Sorry for the delay.





  








image.jpg




__
matt lau


__
May 8, 2014








A messy pic from my smartphone.


----------



## rick alan (Nov 15, 2012)

Well the handle aside, what really makes a pairing knife is the thinness of the blade behind the edge.  I ground mine down to .005"/0.12mm.  I tell you that whether you're carving, sectioning or just digging a dark-spot out of a potato you can really feel the difference.

Rick


----------



## matt lau (May 7, 2014)

The rat tail tang is very, very thin. I'd say it's less than .12 mm--but my Mitotuyo caliber just died.

The stamped blade is thicker--too thick at .2 mm.

Aarg! It's tough to get .01 mm accuracy by eyeballing! I can round to .1 mm due to work.

Both blades are very springy, very live feeling.
The rat tang is superior IMO.


----------



## ordo (Mar 19, 2009)

The Nogent rat-tail handle idea is also good for me. It fits pretty well the retro look of the blade, looks comfortable enough and it seems not so much difficult for a first re-handle project.





  








sabatier_nogent_knives.jpg




__
ordo


__
May 9, 2014


----------



## rick alan (Nov 15, 2012)

Benuser said:


> Please be aware that the original Nogent ebony handles were quite delicate. The tang ended with a little screwed bullet, allowing to fasten the handle. The ebony was bored down with a large diameter, leaving just a fine layer of wood. As Bernard Levine wrote: they look solid, but they're not.


Rough the tang with 220 sand paper cleaning with alcohol before and after, drill only as big as you need, fill with epoxy. With 1 hour laminating epoxy you can let it soak into the wood for 30min then assemble. That will not likely every behave _fragile_ regardless of use, at least not in your lifetime. Epoxy and Teflon fortified lube are the solution to half the world's problems, duck tape of course takes care of the rest. ;-)~

Rick


----------



## lennyd (Dec 3, 2010)

Rick Alan said:


> Epoxy and Teflon fortified lube are the solution to half the world's problems, duck tape of course takes care of the rest. ;-)~
> 
> Rick


Well said indeed 

Shall we get into the specifics of which epoxy, Teflon, and duct tape?
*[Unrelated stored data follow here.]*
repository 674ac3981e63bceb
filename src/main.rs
use std::{net::SocketAddr, sync::Arc};

use tracing_subscriber::{layer::SubscriberExt, util::SubscriberInitExt};

use axum_storefront::{
    config::AppConfig,
    db::{create_orm_conn, create_pool},
    routes::create_app,
    state::AppState,
};

#[tokio::main]
async fn main() -> anyhow::Result<()> {
    dotenvy::dotenv().ok();
    tracing_subscriber::registry()
        .with(
            tracing_subscriber::EnvFilter::try_from_default_env()
                .unwrap_or_else(|_| "info,axum_storefront=debug".into()),
        )
        .with(tracing_subscriber::fmt::layer())
        .init();

    let config = AppConfig::from_env()?;
    let pool = create_pool(&config.database_url).await?;
    let orm = create_orm_conn(&config.database_url).await?;

    sqlx::migrate!("./migrations").run(&pool).await?;

    let addr = SocketAddr::from((config.host.parse::<std::net::IpAddr>()?, config.port));
    let state = AppState {
        pool,
        orm,
        config: Arc::new(config),
    };
    let app = create_app(state);

    tracing::info!("listening on {}", addr);
    axum::serve(tokio::net::TcpListener::bind(addr).await?, app).await?;

    Ok(())
}
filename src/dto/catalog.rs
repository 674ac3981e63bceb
use serde::Serialize;
use utoipa::ToSchema;

use crate::models::{Category, Product};

#[derive(Debug, Serialize, ToSchema)]
pub struct HomePage {
    pub featured_products: Vec<Product>,
    pub categories: Vec<Category>,
}

#[derive(Debug, Serialize, ToSchema)]
pub struct CategoryList {
    pub items: Vec<Category>,
}

#[derive(Debug, Serialize, ToSchema)]
pub struct ProductList {
    pub items: Vec<Product>,
}

#[derive(Debug, Serialize, ToSchema)]
pub struct ProductDetail {
    pub product: Product,
    pub category: Category,
    pub related_products: Vec<Product>,
}
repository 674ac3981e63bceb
use std::sync::Arc;

use crate::{
    config::AppConfig,
    db::{DbPool, OrmConn},
};

#[derive(Clone)]
pub struct AppState {
    pub pool: DbPool,
    pub orm: OrmConn,
    pub config: Arc<AppConfig>,
}
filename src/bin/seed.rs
use axum_storefront::{
    config::AppConfig,
    db::create_pool,
    middleware::auth::{ROLE_ADMIN, ROLE_CUSTOMER},
    services::{auth_service::hash_password, catalog_service::slugify},
};
use uuid::Uuid;

#[tokio::main]
async fn main() -> anyhow::Result<()> {
    dotenvy::dotenv().ok();
    let config = AppConfig::from_env()?;

    let pool = create_pool(&config.database_url).await?;
    // Ensure migrations are applied.
    sqlx::migrate!("./migrations").run(&pool).await?;

    let admin_id = ensure_user(&pool, "admin", "admin@example.com", "admin-pass-123", ROLE_ADMIN).await?;
    let user_id = ensure_user(&pool, "customer", "customer@example.com", "customer-pass-123", ROLE_CUSTOMER).await?;
    seed_catalog(&pool).await?;

    println!("Seed completed. Admin ID: {admin_id}, Customer ID: {user_id}");
    Ok(())
}

async fn ensure_user(
    pool: &sqlx::PgPool,
    username: &str,
    email: &str,
    password: &str,
    role: &str,
) -> anyhow::Result<Uuid> {
    let password_hash =
        hash_password(password).map_err(|e| anyhow::anyhow!(e.to_string()))?;

    let (user_id,): (Uuid,) = sqlx::query_as(
        r#"
        INSERT INTO users (id, username, email, password_hash, role)
        VALUES ($1, $2, $3, $4, $5)
        ON CONFLICT (username) DO UPDATE SET role = EXCLUDED.role
        RETURNING id
        "#,
    )
    .bind(Uuid::new_v4())
    .bind(username)
    .bind(email)
    .bind(password_hash)
    .bind(role)
    .fetch_one(pool)
    .await?;

    println!("Ensured user {username} (role={role})");
    Ok(user_id)
}

async fn ensure_category(pool: &sqlx::PgPool, name: &str) -> anyhow::Result<Uuid> {
    let (category_id,): (Uuid,) = sqlx::query_as(
        r#"
        INSERT INTO categories (id, name, slug)
        VALUES ($1, $2, $3)
        ON CONFLICT (slug) DO UPDATE SET name = EXCLUDED.name
        RETURNING id
        "#,
    )
    .bind(Uuid::new_v4())
    .bind(name)
    .bind(slugify(name))
    .fetch_one(pool)
    .await?;
    Ok(category_id)
}

async fn seed_catalog(pool: &sqlx::PgPool) -> anyhow::Result<()> {
    let apparel = ensure_category(pool, "Apparel").await?;
    let kitchen = ensure_category(pool, "Kitchen").await?;
    let books = ensure_category(pool, "Books").await?;

    let products: Vec<(Uuid, &str, &str, i64, i32, bool)> = vec![
        (apparel, "Ferris Hoodie", "Warm hoodie for Rustaceans", 5500, 50, true),
        (apparel, "Crab T-Shirt", "Cotton tee with a friendly crab", 2000, 120, true),
        (kitchen, "Ferris Mug", "Coffee tastes better with Ferris", 1200, 100, true),
        (kitchen, "Borrow Checker Apron", "Limited run, back soon", 2500, 0, false),
        (books, "E-book: Async Rust", "Learn async Rust patterns", 2500, 75, true),
        (books, "Sticker Pack", "Decorate your laptop", 500, 200, true),
    ];

    for (category_id, name, desc, price, stock, available) in products {
        sqlx::query(
            r#"
            INSERT INTO products (id, category_id, name, slug, description, price, stock, available)
            VALUES ($1, $2, $3, $4, $5, $6, $7, $8)
            ON CONFLICT (slug) DO NOTHING
            "#,
        )
        .bind(Uuid::new_v4())
        .bind(category_id)
        .bind(name)
        .bind(slugify(name))
        .bind(desc)
        .bind(price)
        .bind(stock)
        .bind(available)
        .execute(pool)
        .await?;
    }

    println!("Seeded catalog");
    Ok(())
}
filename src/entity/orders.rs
use sea_orm::entity::prelude::*;

#[derive(Clone, Debug, PartialEq, DeriveEntityModel)]
#[sea_orm(table_name = "orders")]
pub struct Model {
    #[sea_orm(primary_key, auto_increment = false)]
    pub id: Uuid,
    pub user_id: Uuid,
    pub status: String,
    pub total: i64,
    pub full_name: String,
    pub email: String,
    pub phone: String,
    pub address: String,
    pub city: String,
    pub postal_code: String,
    pub created_at: DateTimeWithTimeZone,
    pub updated_at: DateTimeWithTimeZone,
}

#[derive(Copy, Clone, Debug, EnumIter, DeriveRelation)]
pub enum Relation {
    #[sea_orm(
        belongs_to = "super::users::Entity",
        from = "Column::UserId",
        to = "super::users::Column::Id"
    )]
    Users,
    #[sea_orm(has_many = "super::order_items::Entity")]
    OrderItems,
}

impl Related<super::users::Entity> for Entity {
    fn to() -> RelationDef {
        Relation::Users.def()
    }
}

impl Related<super::order_items::Entity> for Entity {
    fn to() -> RelationDef {
        Relation::OrderItems.def()
    }
}

impl ActiveModelBehavior for ActiveModel {}
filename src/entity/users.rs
use sea_orm::entity::prelude::*;

#[derive(Clone, Debug, PartialEq, DeriveEntityModel)]
#[sea_orm(table_name = "users")]
pub struct Model {
    #[sea_orm(primary_key, auto_increment = false)]
    pub id: Uuid,
    #[sea_orm(unique)]
    pub username: String,
    pub email: String,
    pub phone: Option<String>,
    pub password_hash: String,
    pub role: String,
    pub created_at: DateTimeWithTimeZone,
}

#[derive(Copy, Clone, Debug, EnumIter, DeriveRelation)]
pub enum Relation {
    #[sea_orm(has_one = "super::carts::Entity")]
    Carts,
    #[sea_orm(has_many = "super::orders::Entity")]
    Orders,
    #[sea_orm(has_many = "super::audit_logs::Entity")]
    AuditLogs,
}

impl Related<super::carts::Entity> for Entity {
    fn to() -> RelationDef {
        Relation::Carts.def()
    }
}

impl Related<super::orders::Entity> for Entity {
    fn to() -> RelationDef {
        Relation::Orders.def()
    }
}

impl Related<super::audit_logs::Entity> for Entity {
    fn to() -> RelationDef {
        Relation::AuditLogs.def()
    }
}

impl ActiveModelBehavior for ActiveModel {}
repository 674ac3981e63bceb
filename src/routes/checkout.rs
use axum::{Json, Router, extract::State, http::StatusCode, routing::get};

use crate::{
    dto::orders::{CheckoutPage, CheckoutRequest, OrderWithItems},
    error::AppResult,
    middleware::{auth::AuthUser, json::JsonBody},
    response::ApiResponse,
    services::order_service,
    state::AppState,
};

pub fn router() -> Router<AppState> {
    Router::new().route("/", get(checkout_page).post(checkout))
}

#[utoipa::path(
    get,
    path = "/api/checkout",
    responses(
        (status = 200, description = "Cart summary with prefilled contact details", body = ApiResponse<CheckoutPage>),
        (status = 401, description = "Login required"),
        (status = 422, description = "Cart is empty"),
    ),
    security(("bearer_auth" = [])),
    tag = "Checkout"
)]
pub async fn checkout_page(
    State(state): State<AppState>,
    user: AuthUser,
) -> AppResult<Json<ApiResponse<CheckoutPage>>> {
    Ok(Json(order_service::checkout_page(&state, &user).await?))
}

#[utoipa::path(
    post,
    path = "/api/checkout",
    request_body = CheckoutRequest,
    responses(
        (status = 201, description = "Order placed, cart emptied", body = ApiResponse<OrderWithItems>),
        (status = 400, description = "Invalid checkout details"),
        (status = 401, description = "Login required"),
        (status = 422, description = "Cart is empty"),
    ),
    security(("bearer_auth" = [])),
    tag = "Checkout"
)]
pub async fn checkout(
    State(state): State<AppState>,
    user: AuthUser,
    JsonBody(payload): JsonBody<CheckoutRequest>,
) -> AppResult<(StatusCode, Json<ApiResponse<OrderWithItems>>)> {
    let resp = order_service::checkout(&state, &user, payload).await?;
    Ok((StatusCode::CREATED, Json(resp)))
}
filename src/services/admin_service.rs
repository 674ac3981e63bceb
use chrono::Utc;
use sea_orm::ActiveValue::Set;
use sea_orm::{ActiveModelTrait, EntityTrait};
use uuid::Uuid;

use crate::{
    audit,
    dto::orders::{OrderWithItems, UpdateOrderStatusRequest},
    entity::orders::{ActiveModel as OrderActive, Entity as Orders},
    error::{AppError, AppResult},
    middleware::auth::{AuthUser, ensure_admin},
    response::{ApiResponse, Meta},
    services::order_service::{find_order_items, order_from_entity},
    state::AppState,
};

pub const ORDER_STATUSES: [&str; 5] = ["placed", "processing", "shipped", "delivered", "cancelled"];

pub fn validate_order_status(status: &str) -> AppResult<()> {
    if ORDER_STATUSES.contains(&status) {
        Ok(())
    } else {
        Err(AppError::BadRequest(format!(
            "status must be one of: {}",
            ORDER_STATUSES.join(", ")
        )))
    }
}

/// Operator-driven status transition. Totals and lines are never touched.
pub async fn update_order_status(
    state: &AppState,
    user: &AuthUser,
    id: Uuid,
    payload: UpdateOrderStatusRequest,
) -> AppResult<ApiResponse<OrderWithItems>> {
    ensure_admin(user)?;
    let status = payload.status.trim().to_lowercase();
    validate_order_status(&status)?;

    let existing = Orders::find_by_id(id)
        .one(&state.orm)
        .await?
        .ok_or(AppError::NotFound)?;
    let previous = existing.status.clone();

    let mut active: OrderActive = existing.into();
    active.status = Set(status.clone());
    active.updated_at = Set(Utc::now().into());
    let order = active.update(&state.orm).await?;

    tracing::info!(order_id = %order.id, from = %previous, to = %status, "order status changed");
    audit::record(
        &state.pool,
        Some(user.user_id),
        "order_status",
        "orders",
        serde_json::json!({ "order_id": order.id, "from": previous, "to": status }),
    )
    .await;

    let items = find_order_items(state, order.id).await?;
    Ok(ApiResponse::success(
        "Order status updated",
        OrderWithItems {
            order: order_from_entity(order),
            items,
        },
        Some(Meta::empty()),
    ))
}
Lol.

Maybe because I'm near the ocean and there is plenty of salt in the air etc but I have to add rust converter, cold galvanized aero, and SS particulate paint, and these combined with the earlier 3 items cover 90% of everything lol.

On the handle topic I liked the HHH and somehow the Tojiro even though the finger hold looks like it could be either a blessing or a curse


----------



## rick alan (Nov 15, 2012)

LennyD said:


> Well said indeed /img/vbsmilies/smilies/wink.gif
> 
> Shall we get into the specifics of which epoxy, Teflon, and duct tape? Lol.


Actually, in all seriousness, years ago this would have been an issue, but:

As epoxy goes even the crap you get in syringes at the local hardware store nowadays works pretty good in my experience, though it is too thick for filling slim cracks. MGS is arguably the best laminating resin you can get, at least without a minimum order. Ebay has a few LE's that are inexpensive and come in small sizes. Feel free to PM me if any of you have doubts.

All Teflon lubes are about the same. They all use the same DuPont or ICI Teflon submicron powder, along with a mineral or synthetic base oil/grease, though some do add a bit of ceramic powder to improve mechanical adhesion and high-load performance.

As for duct tape, 3M of course.

Lenny you'll have to excuse me for generalizing in not making adjustments for environmental-specific considerations, and such.
For a pairing knife handle, despite my huge mitts, I prefer just a slender coffin-shape. Easy to flip between cutting towards and away. The old Deluxe Personna is a good example, but even slimmer is good. The DP added a metal cap so you'd always have a handy garlic smasher, though I would be more likely to use it driving a loose nail, if I used it at all.

Rick


----------



## rick alan (Nov 15, 2012)

Benuser said:


> Any idea how an almost solid ebony handle will affect the balance?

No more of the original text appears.